* _PROBLEM STATEMENT_:
Provide again, from the entries below, every line from the one containing "use crate::server::error::invariant::InvariantError;" through the one containing "fn model_id(model: &Self::Model) -> i32;", exactly as written, and no other line.

* _AVAILABLE DATA_:
* * *

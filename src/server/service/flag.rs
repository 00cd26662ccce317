//! Singleton flags: at most one row per scope carries the flag.
//!
//! Three flags follow the same rule: the main pharmacy (scope: every live pharmacy), the
//! main unit of a product (scope: the product's live units) and the thumbnail of a product
//! (scope: the product's images). [`FlagMaintainer`] moves a flag within its scope inside
//! the caller's transaction; the partial unique indexes created by the migrations reject
//! any interleaving that would leave two holders.

use std::marker::PhantomData;

use sea_orm::{
    sea_query::Expr,
    ColumnTrait, Condition, ConnectionTrait, DbErr, EntityTrait, IntoSimpleExpr, QueryFilter,
    QuerySelect, UpdateMany,
};

use crate::server::error::invariant::InvariantError;

/// Entity carrying a boolean flag that is unique within a scope
pub trait SingletonFlag: EntityTrait {
    /// Identifies one scope, `()` when the flag is global
    type Scope: Copy + Send + Sync;

    /// Name used in error messages
    const LABEL: &'static str;

    fn flag_column() -> impl ColumnTrait + IntoSimpleExpr;

    fn id_column() -> impl ColumnTrait + IntoSimpleExpr;

    /// Condition selecting every member of the scope
    fn scope_condition(scope: Self::Scope) -> Condition;

    fn model_id(model: &Self::Model) -> i32;

    fn is_flagged(model: &Self::Model) -> bool;

    /// Extra assignments applied to every scope member when the flag moves to `target`
    fn rebase(update: UpdateMany<Self>, _target: &Self::Model) -> UpdateMany<Self> {
        update
    }

    /// Extra assignments applied to the new holder
    fn on_promoted(update: UpdateMany<Self>) -> UpdateMany<Self> {
        update
    }
}

impl SingletonFlag for entity::pharmacy::Entity {
    type Scope = ();

    const LABEL: &'static str = "pharmacy";

    fn flag_column() -> impl ColumnTrait + IntoSimpleExpr {
        entity::pharmacy::Column::IsMain
    }

    fn id_column() -> impl ColumnTrait + IntoSimpleExpr {
        entity::pharmacy::Column::Id
    }

    fn scope_condition(_scope: ()) -> Condition {
        Condition::all().add(entity::pharmacy::Column::DeletedAt.is_null())
    }

    fn model_id(model: &entity::pharmacy::Model) -> i32 {
        model.id
    }

    fn is_flagged(model: &entity::pharmacy::Model) -> bool {
        model.is_main
    }
}

impl SingletonFlag for entity::unit_product::Entity {
    type Scope = i32;

    const LABEL: &'static str = "unit";

    fn flag_column() -> impl ColumnTrait + IntoSimpleExpr {
        entity::unit_product::Column::IsMain
    }

    fn id_column() -> impl ColumnTrait + IntoSimpleExpr {
        entity::unit_product::Column::Id
    }

    fn scope_condition(product_id: i32) -> Condition {
        Condition::all()
            .add(entity::unit_product::Column::ProductId.eq(product_id))
            .add(entity::unit_product::Column::DeletedAt.is_null())
    }

    fn model_id(model: &entity::unit_product::Model) -> i32 {
        model.id
    }

    fn is_flagged(model: &entity::unit_product::Model) -> bool {
        model.is_main
    }

    /// Re-expresses every ratio relative to the new main unit
    fn rebase(
        update: UpdateMany<Self>,
        target: &entity::unit_product::Model,
    ) -> UpdateMany<Self> {
        use sea_orm::sea_query::ExprTrait;

        update.col_expr(
            entity::unit_product::Column::RatioToMain,
            Expr::col(entity::unit_product::Column::RatioToMain).div(target.ratio_to_main),
        )
    }

    fn on_promoted(update: UpdateMany<Self>) -> UpdateMany<Self> {
        update.col_expr(entity::unit_product::Column::RatioToMain, Expr::value(1.0_f64))
    }
}

impl SingletonFlag for entity::product_image::Entity {
    type Scope = i32;

    const LABEL: &'static str = "thumbnail";

    fn flag_column() -> impl ColumnTrait + IntoSimpleExpr {
        entity::product_image::Column::IsThumbnail
    }

    fn id_column() -> impl ColumnTrait + IntoSimpleExpr {
        entity::product_image::Column::Id
    }

    fn scope_condition(product_id: i32) -> Condition {
        Condition::all().add(entity::product_image::Column::ProductId.eq(product_id))
    }

    fn model_id(model: &entity::product_image::Model) -> i32 {
        model.id
    }

    fn is_flagged(model: &entity::product_image::Model) -> bool {
        model.is_thumbnail
    }
}

pub type PharmacyMain<'a, C> = FlagMaintainer<'a, C, entity::pharmacy::Entity>;
pub type UnitMain<'a, C> = FlagMaintainer<'a, C, entity::unit_product::Entity>;
pub type ImageThumbnail<'a, C> = FlagMaintainer<'a, C, entity::product_image::Entity>;

pub struct FlagMaintainer<'a, C: ConnectionTrait, F: SingletonFlag> {
    db: &'a C,
    flag: PhantomData<F>,
}

impl<'a, C: ConnectionTrait, F: SingletonFlag> FlagMaintainer<'a, C, F> {
    /// Creates a new instance of [`FlagMaintainer`]
    pub fn new(db: &'a C) -> Self {
        Self {
            db,
            flag: PhantomData,
        }
    }

    /// Returns the current holder of the flag within the scope
    pub async fn holder(&self, scope: F::Scope) -> Result<Option<F::Model>, DbErr> {
        F::find()
            .filter(F::scope_condition(scope))
            .filter(F::flag_column().eq(true))
            .one(self.db)
            .await
    }

    /// Moves the flag to `target`
    ///
    /// Locks the scope rows, clears the flag on every member (applying the entity's
    /// rebase) and sets it on the target. Does nothing when the target already holds it.
    pub async fn promote(&self, scope: F::Scope, target: &F::Model) -> Result<(), DbErr> {
        if F::is_flagged(target) {
            return Ok(());
        }

        F::find()
            .filter(F::scope_condition(scope))
            .lock_exclusive()
            .all(self.db)
            .await?;

        let clear = F::update_many().col_expr(F::flag_column(), Expr::value(false));
        F::rebase(clear, target)
            .filter(F::scope_condition(scope))
            .exec(self.db)
            .await?;

        let set = F::update_many().col_expr(F::flag_column(), Expr::value(true));
        F::on_promoted(set)
            .filter(F::id_column().eq(F::model_id(target)))
            .exec(self.db)
            .await?;

        tracing::debug!(
            flag = F::LABEL,
            id = F::model_id(target),
            "Moved singleton flag"
        );

        Ok(())
    }
}

/// Rejects dropping the flag from its holder without naming a replacement
pub fn guard_demotion<F: SingletonFlag>(
    is_holder: bool,
    requested: Option<bool>,
) -> Result<(), InvariantError> {
    if is_holder && requested == Some(false) {
        return Err(InvariantError::CannotDemoteMain(F::LABEL));
    }

    Ok(())
}
use sea_orm::{
    sea_query::Expr, ColumnTrait, ConnectionTrait, DbErr, EntityTrait, PaginatorTrait,
    QueryFilter, QueryOrder,
};

pub struct AdminRepository<'a, C: ConnectionTrait> {
    db: &'a C,
}

impl<'a, C: ConnectionTrait> AdminRepository<'a, C> {
    /// Creates a new instance of [`AdminRepository`]
    pub fn new(db: &'a C) -> Self {
        Self { db }
    }

    pub async fn find_by_id(&self, id: i32) -> Result<Option<entity::admin::Model>, DbErr> {
        entity::prelude::Admin::find_by_id(id).one(self.db).await
    }

    /// Finds admins by id, deleted admins included
    pub async fn find_by_ids(&self, ids: &[i32]) -> Result<Vec<entity::admin::Model>, DbErr> {
        if ids.is_empty() {
            return Ok(Vec::new());
        }

        entity::prelude::Admin::find()
            .filter(entity::admin::Column::Id.is_in(ids.to_vec()))
            .all(self.db)
            .await
    }

    /// Admins assigned to the pharmacy, deleted admins included
    pub async fn get_by_pharmacy(&self, pharmacy_id: i32) -> Result<Vec<entity::admin::Model>, DbErr> {
        entity::prelude::Admin::find()
            .filter(entity::admin::Column::PharmacyId.eq(pharmacy_id))
            .all(self.db)
            .await
    }

    /// Live admins assigned to the pharmacy, in id order
    pub async fn get_live_by_pharmacy(
        &self,
        pharmacy_id: i32,
    ) -> Result<Vec<entity::admin::Model>, DbErr> {
        entity::prelude::Admin::find()
            .filter(entity::admin::Column::PharmacyId.eq(pharmacy_id))
            .filter(entity::admin::Column::DeletedAt.is_null())
            .order_by_asc(entity::admin::Column::Id)
            .all(self.db)
            .await
    }

    /// Number of live admins, optionally only those with or without a pharmacy
    pub async fn count_live(&self, assigned: Option<bool>) -> Result<u64, DbErr> {
        let mut query =
            entity::prelude::Admin::find().filter(entity::admin::Column::DeletedAt.is_null());

        query = match assigned {
            Some(true) => query.filter(entity::admin::Column::PharmacyId.is_not_null()),
            Some(false) => query.filter(entity::admin::Column::PharmacyId.is_null()),
            None => query,
        };

        query.count(self.db).await
    }

    /// Number of live admins assigned to the pharmacy
    pub async fn count_live_by_pharmacy(&self, pharmacy_id: i32) -> Result<u64, DbErr> {
        entity::prelude::Admin::find()
            .filter(entity::admin::Column::PharmacyId.eq(pharmacy_id))
            .filter(entity::admin::Column::DeletedAt.is_null())
            .count(self.db)
            .await
    }

    /// Moves the admins to the pharmacy
    pub async fn assign(&self, ids: &[i32], pharmacy_id: i32) -> Result<u64, DbErr> {
        let result = entity::prelude::Admin::update_many()
            .col_expr(entity::admin::Column::PharmacyId, Expr::value(pharmacy_id))
            .filter(entity::admin::Column::Id.is_in(ids.to_vec()))
            .exec(self.db)
            .await?;

        Ok(result.rows_affected)
    }

    /// Clears the admin's pharmacy
    pub async fn unassign(&self, id: i32) -> Result<(), DbErr> {
        entity::prelude::Admin::update_many()
            .col_expr(entity::admin::Column::PharmacyId, Expr::value(None::<i32>))
            .filter(entity::admin::Column::Id.eq(id))
            .exec(self.db)
            .await?;

        Ok(())
    }

    /// Clears the pharmacy of every admin assigned to it
    pub async fn unassign_by_pharmacy(&self, pharmacy_id: i32) -> Result<u64, DbErr> {
        let result = entity::prelude::Admin::update_many()
            .col_expr(entity::admin::Column::PharmacyId, Expr::value(None::<i32>))
            .filter(entity::admin::Column::PharmacyId.eq(pharmacy_id))
            .exec(self.db)
            .await?;

        Ok(result.rows_affected)
    }
}
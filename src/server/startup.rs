use sea_orm::DatabaseConnection;

use crate::server::{config::Config, error::Error, media::MediaClient};

/// Build the client for the external image host
pub fn build_media_client(config: &Config) -> MediaClient {
    MediaClient::new(&config.media_url, &config.media_api_key)
}

/// Connect to the database and run migrations
pub async fn connect_to_database(config: &Config) -> Result<DatabaseConnection, Error> {
    use migration::{Migrator, MigratorTrait};
    use sea_orm::{ConnectOptions, Database};

    let mut opt = ConnectOptions::new(&config.database_url);
    opt.sqlx_logging(false);

    let db = Database::connect(opt).await?;

    Migrator::up(&db, None).await?;

    Ok(db)
}
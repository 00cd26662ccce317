use chrono::Utc;
use sea_orm::{
    sea_query::Expr, ActiveValue, ColumnTrait, ConnectionTrait, DbErr, EntityTrait, QueryFilter,
};

pub struct StockRepository<'a, C: ConnectionTrait> {
    db: &'a C,
}

impl<'a, C: ConnectionTrait> StockRepository<'a, C> {
    /// Creates a new instance of [`StockRepository`]
    pub fn new(db: &'a C) -> Self {
        Self { db }
    }

    /// Inserts an empty stock row for every `(product_id, pharmacy_id)` pair
    ///
    /// Returns the number of rows inserted.
    pub async fn insert_many(&self, pairs: Vec<(i32, i32)>) -> Result<u64, DbErr> {
        if pairs.is_empty() {
            return Ok(0);
        }

        let now = Utc::now().naive_utc();
        let count = pairs.len() as u64;

        let stock = pairs
            .into_iter()
            .map(|(product_id, pharmacy_id)| entity::stock::ActiveModel {
                product_id: ActiveValue::Set(product_id),
                pharmacy_id: ActiveValue::Set(pharmacy_id),
                quantity: ActiveValue::Set(0),
                created_at: ActiveValue::Set(now),
                updated_at: ActiveValue::Set(now),
                deleted_at: ActiveValue::Set(None),
            });

        entity::prelude::Stock::insert_many(stock)
            .exec_without_returning(self.db)
            .await?;

        Ok(count)
    }

    /// Ids of every pharmacy holding a stock row for the product, deleted rows included
    pub async fn get_pharmacy_ids_with_product(&self, product_id: i32) -> Result<Vec<i32>, DbErr> {
        let stock = entity::prelude::Stock::find()
            .filter(entity::stock::Column::ProductId.eq(product_id))
            .all(self.db)
            .await?;

        Ok(stock.into_iter().map(|s| s.pharmacy_id).collect())
    }

    pub async fn get_by_pharmacy(&self, pharmacy_id: i32) -> Result<Vec<entity::stock::Model>, DbErr> {
        entity::prelude::Stock::find()
            .filter(entity::stock::Column::PharmacyId.eq(pharmacy_id))
            .all(self.db)
            .await
    }

    pub async fn get_by_product(&self, product_id: i32) -> Result<Vec<entity::stock::Model>, DbErr> {
        entity::prelude::Stock::find()
            .filter(entity::stock::Column::ProductId.eq(product_id))
            .all(self.db)
            .await
    }

    /// Soft-deletes the pharmacy's live stock rows, returning how many changed
    pub async fn soft_delete_by_pharmacy(&self, pharmacy_id: i32) -> Result<u64, DbErr> {
        self.soft_delete_where(entity::stock::Column::PharmacyId, pharmacy_id)
            .await
    }

    pub async fn soft_delete_by_product(&self, product_id: i32) -> Result<u64, DbErr> {
        self.soft_delete_where(entity::stock::Column::ProductId, product_id)
            .await
    }

    pub async fn delete_by_pharmacy(&self, pharmacy_id: i32) -> Result<u64, DbErr> {
        let result = entity::prelude::Stock::delete_many()
            .filter(entity::stock::Column::PharmacyId.eq(pharmacy_id))
            .exec(self.db)
            .await?;

        Ok(result.rows_affected)
    }

    pub async fn delete_by_product(&self, product_id: i32) -> Result<u64, DbErr> {
        let result = entity::prelude::Stock::delete_many()
            .filter(entity::stock::Column::ProductId.eq(product_id))
            .exec(self.db)
            .await?;

        Ok(result.rows_affected)
    }

    async fn soft_delete_where(&self, column: entity::stock::Column, id: i32) -> Result<u64, DbErr> {
        let now = Utc::now().naive_utc();

        let result = entity::prelude::Stock::update_many()
            .col_expr(entity::stock::Column::DeletedAt, Expr::value(now))
            .col_expr(entity::stock::Column::UpdatedAt, Expr::value(now))
            .filter(column.eq(id))
            .filter(entity::stock::Column::DeletedAt.is_null())
            .exec(self.db)
            .await?;

        Ok(result.rows_affected)
    }
}
//! Utility functions shared by the services.

pub mod slug;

* * *

* _TASK OUTPUT_:
use crate::server::error::invariant::InvariantError;

/// Entity carrying a boolean flag that is unique within a scope
pub trait SingletonFlag: EntityTrait {
    /// Identifies one scope, `()` when the flag is global
    type Scope: Copy + Send + Sync;

    /// Name used in error messages
    const LABEL: &'static str;

    fn flag_column() -> impl ColumnTrait + IntoSimpleExpr;

    fn id_column() -> impl ColumnTrait + IntoSimpleExpr;

    /// Condition selecting every member of the scope
    fn scope_condition(scope: Self::Scope) -> Condition;

    fn model_id(model: &Self::Model) -> i32;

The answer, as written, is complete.